_WORK ITEM_
Search the records for the string "ExchangeResult". Copy each line where it occurs.

Stored data entries:
┄┄┄┄┄┄┄┄┄┄
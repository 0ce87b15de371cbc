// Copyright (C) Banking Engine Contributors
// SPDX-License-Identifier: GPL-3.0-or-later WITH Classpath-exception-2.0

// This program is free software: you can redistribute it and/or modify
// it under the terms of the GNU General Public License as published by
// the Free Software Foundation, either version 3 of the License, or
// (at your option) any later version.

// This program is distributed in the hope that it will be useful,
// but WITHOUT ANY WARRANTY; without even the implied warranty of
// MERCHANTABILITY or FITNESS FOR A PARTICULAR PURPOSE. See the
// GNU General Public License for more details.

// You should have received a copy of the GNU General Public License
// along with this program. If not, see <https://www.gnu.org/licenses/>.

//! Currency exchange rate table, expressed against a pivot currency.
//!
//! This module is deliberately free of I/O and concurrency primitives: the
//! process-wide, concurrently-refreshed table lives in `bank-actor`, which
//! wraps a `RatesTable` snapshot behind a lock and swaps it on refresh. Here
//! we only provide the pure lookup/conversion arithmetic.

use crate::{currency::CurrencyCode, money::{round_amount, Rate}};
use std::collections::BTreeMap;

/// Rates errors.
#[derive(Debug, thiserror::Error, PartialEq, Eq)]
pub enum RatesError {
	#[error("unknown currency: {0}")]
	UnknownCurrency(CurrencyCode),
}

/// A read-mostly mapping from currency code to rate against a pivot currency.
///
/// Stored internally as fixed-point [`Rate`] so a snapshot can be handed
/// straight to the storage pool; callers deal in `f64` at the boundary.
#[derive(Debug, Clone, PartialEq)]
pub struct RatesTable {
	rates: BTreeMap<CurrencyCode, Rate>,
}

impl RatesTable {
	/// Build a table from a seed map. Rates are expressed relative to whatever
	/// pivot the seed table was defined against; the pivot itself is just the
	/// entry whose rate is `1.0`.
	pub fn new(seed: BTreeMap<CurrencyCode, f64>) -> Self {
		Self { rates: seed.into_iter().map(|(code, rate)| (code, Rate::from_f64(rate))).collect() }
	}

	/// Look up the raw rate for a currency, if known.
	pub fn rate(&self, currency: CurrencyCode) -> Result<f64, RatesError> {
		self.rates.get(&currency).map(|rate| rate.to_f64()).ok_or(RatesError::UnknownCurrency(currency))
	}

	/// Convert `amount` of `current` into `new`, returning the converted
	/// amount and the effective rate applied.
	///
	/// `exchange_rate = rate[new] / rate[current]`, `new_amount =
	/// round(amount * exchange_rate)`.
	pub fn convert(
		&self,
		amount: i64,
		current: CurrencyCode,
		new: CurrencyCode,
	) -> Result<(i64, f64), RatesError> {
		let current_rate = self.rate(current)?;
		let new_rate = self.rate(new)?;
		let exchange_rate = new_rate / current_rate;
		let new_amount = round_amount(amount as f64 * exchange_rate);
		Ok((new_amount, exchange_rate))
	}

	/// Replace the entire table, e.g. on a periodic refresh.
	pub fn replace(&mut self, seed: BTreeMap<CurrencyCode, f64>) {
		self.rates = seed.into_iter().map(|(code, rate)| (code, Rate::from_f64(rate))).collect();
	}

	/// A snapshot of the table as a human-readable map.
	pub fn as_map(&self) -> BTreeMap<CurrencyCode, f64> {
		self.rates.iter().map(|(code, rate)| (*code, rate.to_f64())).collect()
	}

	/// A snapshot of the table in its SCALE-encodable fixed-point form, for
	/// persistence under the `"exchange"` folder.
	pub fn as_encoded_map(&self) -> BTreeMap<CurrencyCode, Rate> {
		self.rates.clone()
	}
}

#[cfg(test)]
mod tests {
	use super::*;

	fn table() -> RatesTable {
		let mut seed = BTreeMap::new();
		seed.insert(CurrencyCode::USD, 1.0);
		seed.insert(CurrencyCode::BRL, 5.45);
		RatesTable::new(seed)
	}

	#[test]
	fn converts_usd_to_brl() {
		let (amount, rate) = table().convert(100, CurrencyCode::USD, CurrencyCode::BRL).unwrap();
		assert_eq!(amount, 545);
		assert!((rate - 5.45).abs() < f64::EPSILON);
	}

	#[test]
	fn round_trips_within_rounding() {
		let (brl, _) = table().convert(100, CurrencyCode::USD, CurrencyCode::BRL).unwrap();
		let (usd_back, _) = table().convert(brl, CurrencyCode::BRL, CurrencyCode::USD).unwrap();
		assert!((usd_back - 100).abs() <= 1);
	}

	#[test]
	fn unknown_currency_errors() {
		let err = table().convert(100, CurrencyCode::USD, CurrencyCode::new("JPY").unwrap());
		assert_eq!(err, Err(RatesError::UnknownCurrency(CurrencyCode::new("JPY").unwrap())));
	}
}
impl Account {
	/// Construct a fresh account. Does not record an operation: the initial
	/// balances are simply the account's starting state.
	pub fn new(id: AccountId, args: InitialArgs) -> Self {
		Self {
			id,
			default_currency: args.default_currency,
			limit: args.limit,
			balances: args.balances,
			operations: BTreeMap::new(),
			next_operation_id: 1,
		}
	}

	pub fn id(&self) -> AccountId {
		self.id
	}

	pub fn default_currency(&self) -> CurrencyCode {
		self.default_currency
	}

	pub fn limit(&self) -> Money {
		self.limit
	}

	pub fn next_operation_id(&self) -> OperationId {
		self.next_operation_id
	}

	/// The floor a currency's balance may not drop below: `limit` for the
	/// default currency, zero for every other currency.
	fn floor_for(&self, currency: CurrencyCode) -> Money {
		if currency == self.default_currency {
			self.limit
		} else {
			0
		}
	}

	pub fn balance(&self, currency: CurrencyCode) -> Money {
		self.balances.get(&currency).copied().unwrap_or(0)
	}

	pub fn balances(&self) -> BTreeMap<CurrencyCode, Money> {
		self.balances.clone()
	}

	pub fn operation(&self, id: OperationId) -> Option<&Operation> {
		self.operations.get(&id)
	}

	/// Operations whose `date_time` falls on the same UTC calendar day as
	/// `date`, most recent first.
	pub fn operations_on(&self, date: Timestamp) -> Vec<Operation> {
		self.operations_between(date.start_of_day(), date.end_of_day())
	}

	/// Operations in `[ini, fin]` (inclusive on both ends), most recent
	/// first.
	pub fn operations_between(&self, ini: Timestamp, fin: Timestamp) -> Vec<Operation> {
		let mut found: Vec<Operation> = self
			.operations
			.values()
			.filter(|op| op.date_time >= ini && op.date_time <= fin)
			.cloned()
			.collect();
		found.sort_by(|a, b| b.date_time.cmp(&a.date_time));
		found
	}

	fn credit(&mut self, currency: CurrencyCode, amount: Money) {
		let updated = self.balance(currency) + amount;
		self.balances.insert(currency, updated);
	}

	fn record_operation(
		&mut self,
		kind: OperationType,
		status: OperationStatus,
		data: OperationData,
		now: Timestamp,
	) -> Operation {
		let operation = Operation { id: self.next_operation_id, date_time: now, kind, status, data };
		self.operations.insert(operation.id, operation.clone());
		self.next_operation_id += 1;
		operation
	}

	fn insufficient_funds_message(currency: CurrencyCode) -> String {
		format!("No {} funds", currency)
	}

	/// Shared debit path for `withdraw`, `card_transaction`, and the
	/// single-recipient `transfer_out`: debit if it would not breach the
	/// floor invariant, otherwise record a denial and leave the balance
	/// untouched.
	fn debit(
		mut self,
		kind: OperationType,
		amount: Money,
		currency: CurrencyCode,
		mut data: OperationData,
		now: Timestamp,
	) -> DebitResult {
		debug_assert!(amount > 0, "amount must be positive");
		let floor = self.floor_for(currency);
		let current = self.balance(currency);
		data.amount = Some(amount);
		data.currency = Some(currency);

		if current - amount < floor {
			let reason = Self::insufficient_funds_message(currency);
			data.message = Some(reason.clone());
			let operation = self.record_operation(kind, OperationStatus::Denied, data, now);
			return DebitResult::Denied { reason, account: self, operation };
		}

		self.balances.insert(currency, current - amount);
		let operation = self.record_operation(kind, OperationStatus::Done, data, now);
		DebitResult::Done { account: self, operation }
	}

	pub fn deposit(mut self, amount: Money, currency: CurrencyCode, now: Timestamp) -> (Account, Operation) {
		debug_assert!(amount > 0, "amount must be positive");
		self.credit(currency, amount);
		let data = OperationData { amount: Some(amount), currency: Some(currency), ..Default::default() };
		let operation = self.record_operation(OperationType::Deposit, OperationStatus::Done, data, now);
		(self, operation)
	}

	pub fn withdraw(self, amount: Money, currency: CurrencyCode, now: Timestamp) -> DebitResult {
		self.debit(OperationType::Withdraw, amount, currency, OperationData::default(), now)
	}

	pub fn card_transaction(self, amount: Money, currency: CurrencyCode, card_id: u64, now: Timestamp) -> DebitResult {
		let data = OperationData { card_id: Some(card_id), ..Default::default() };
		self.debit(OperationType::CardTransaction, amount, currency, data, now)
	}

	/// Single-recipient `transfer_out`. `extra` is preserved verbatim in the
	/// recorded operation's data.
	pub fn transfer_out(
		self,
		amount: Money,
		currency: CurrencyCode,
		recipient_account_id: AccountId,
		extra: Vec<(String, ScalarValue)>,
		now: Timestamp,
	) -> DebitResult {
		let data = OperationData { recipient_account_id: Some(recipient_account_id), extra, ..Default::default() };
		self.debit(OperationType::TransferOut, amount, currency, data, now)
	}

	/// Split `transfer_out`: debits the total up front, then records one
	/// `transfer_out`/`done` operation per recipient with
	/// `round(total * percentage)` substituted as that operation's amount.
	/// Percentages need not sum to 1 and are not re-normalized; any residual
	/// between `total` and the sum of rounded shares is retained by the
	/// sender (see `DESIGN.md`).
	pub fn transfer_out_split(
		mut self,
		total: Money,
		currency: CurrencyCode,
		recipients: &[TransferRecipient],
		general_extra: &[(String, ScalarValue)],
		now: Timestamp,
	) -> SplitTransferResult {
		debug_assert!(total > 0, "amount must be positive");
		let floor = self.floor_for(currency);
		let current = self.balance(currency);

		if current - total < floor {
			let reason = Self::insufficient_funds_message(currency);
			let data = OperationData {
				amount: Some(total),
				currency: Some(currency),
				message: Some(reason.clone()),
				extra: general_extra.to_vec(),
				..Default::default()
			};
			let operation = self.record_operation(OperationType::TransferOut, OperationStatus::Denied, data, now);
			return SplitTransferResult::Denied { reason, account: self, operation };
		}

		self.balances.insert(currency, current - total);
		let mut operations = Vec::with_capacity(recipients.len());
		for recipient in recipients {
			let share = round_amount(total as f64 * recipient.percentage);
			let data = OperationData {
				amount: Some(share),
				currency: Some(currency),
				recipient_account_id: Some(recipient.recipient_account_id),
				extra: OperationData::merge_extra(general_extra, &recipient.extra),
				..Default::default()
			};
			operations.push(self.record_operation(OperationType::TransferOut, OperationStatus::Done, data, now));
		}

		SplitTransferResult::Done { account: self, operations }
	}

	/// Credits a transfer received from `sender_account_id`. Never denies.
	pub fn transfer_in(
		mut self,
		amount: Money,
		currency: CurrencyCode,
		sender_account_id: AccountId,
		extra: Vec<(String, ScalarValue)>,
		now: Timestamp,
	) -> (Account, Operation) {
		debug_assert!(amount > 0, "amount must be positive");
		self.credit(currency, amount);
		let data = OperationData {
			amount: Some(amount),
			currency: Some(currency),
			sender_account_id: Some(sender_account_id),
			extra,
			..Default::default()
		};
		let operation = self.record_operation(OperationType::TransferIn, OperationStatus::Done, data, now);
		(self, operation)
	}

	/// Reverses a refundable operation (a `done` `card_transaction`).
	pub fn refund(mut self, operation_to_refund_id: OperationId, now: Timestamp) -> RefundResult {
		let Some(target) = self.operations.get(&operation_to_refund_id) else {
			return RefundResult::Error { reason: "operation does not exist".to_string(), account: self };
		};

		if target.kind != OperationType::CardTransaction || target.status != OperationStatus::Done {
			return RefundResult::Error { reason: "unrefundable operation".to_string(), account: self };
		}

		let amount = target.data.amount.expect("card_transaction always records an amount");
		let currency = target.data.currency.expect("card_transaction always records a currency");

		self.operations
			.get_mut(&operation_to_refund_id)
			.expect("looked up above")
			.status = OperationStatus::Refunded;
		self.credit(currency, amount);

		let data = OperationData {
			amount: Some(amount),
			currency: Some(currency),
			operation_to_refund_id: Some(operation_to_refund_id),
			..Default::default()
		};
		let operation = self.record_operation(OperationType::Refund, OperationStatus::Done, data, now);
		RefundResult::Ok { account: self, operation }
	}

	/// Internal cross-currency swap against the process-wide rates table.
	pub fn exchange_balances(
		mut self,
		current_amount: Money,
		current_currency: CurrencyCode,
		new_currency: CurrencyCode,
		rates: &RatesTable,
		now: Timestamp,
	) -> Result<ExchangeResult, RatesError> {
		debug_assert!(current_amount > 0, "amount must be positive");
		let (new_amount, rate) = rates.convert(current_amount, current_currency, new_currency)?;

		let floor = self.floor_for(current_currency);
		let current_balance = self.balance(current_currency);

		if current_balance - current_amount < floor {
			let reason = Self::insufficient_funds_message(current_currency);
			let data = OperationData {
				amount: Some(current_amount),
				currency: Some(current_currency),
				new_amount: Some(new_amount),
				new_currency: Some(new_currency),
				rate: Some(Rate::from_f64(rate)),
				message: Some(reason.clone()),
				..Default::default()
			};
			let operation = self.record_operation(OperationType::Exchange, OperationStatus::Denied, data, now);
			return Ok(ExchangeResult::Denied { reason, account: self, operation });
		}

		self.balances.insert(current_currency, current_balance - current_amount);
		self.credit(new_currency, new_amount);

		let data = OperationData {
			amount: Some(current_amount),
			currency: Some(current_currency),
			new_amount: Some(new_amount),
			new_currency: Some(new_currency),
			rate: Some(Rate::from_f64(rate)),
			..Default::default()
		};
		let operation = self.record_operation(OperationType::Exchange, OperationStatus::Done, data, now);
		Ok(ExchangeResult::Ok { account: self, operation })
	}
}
┄┄┄┄┄┄┄┄┄┄
_RESULT OF THE EXERCISE_
	) -> Result<ExchangeResult, RatesError> {
			return Ok(ExchangeResult::Denied { reason, account: self, operation });
		Ok(ExchangeResult::Ok { account: self, operation })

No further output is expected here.